[Collected data entries]
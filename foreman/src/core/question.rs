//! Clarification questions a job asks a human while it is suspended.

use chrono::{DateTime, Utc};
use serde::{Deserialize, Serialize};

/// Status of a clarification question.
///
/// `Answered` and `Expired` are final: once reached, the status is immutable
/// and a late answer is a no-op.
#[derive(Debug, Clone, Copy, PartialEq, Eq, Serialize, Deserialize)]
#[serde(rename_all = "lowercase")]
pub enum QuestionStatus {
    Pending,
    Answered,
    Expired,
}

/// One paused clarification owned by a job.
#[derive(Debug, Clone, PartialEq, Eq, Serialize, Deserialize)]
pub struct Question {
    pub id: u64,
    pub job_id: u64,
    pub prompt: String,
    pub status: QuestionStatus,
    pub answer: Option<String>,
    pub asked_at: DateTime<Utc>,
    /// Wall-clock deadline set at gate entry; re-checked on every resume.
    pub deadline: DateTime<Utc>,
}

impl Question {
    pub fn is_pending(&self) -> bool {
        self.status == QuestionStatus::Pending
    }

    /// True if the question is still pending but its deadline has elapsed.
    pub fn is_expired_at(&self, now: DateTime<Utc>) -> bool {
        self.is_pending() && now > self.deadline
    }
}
* * *
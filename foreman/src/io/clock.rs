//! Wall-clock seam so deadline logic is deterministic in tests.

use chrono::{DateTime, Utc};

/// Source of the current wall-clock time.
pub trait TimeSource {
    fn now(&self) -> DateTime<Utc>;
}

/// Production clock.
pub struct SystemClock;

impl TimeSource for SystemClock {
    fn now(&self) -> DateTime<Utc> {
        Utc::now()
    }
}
* * *
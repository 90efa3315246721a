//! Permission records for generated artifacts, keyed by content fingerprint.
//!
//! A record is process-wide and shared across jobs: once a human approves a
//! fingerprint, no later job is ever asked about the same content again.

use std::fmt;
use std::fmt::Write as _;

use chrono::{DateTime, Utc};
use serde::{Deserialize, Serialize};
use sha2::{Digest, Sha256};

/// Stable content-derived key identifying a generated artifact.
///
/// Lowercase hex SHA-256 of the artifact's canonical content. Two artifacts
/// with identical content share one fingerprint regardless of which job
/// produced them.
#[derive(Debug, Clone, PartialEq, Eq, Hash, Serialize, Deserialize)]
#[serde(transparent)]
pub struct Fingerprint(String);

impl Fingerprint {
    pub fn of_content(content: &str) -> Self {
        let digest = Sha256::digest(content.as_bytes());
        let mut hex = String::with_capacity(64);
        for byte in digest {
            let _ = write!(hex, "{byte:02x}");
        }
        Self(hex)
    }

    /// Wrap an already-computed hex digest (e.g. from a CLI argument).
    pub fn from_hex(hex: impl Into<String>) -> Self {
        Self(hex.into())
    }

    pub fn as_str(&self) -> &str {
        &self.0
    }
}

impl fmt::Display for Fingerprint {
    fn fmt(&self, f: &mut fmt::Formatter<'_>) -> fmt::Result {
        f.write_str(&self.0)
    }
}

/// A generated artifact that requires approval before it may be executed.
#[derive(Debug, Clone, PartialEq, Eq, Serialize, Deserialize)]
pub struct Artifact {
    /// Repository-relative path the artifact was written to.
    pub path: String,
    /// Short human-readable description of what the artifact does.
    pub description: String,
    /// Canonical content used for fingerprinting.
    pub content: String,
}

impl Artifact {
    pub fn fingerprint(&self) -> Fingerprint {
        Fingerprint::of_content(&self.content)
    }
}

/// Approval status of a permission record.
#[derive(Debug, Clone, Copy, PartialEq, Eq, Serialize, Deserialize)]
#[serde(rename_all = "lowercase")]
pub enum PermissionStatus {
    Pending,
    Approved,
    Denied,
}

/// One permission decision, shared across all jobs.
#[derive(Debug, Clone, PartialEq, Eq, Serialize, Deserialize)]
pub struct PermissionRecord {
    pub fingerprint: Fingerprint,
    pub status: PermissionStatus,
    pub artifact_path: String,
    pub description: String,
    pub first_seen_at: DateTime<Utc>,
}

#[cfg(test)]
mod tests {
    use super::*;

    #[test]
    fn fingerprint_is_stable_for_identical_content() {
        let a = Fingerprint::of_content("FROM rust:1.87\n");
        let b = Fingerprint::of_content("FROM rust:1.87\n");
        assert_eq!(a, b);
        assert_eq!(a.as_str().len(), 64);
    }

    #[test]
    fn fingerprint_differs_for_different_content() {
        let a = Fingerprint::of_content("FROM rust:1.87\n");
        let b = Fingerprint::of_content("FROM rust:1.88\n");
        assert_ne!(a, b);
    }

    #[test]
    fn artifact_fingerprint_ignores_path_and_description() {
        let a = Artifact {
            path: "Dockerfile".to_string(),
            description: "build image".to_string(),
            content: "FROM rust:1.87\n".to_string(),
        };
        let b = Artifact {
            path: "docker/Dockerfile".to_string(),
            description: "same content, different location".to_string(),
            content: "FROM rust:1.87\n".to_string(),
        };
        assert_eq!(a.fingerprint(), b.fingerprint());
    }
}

_WORK TO COMPLETE:_
From the records above, copy every line that includes the word "TimeSource".

_RESULT FOR THIS TASK:_
pub trait TimeSource {
impl TimeSource for SystemClock {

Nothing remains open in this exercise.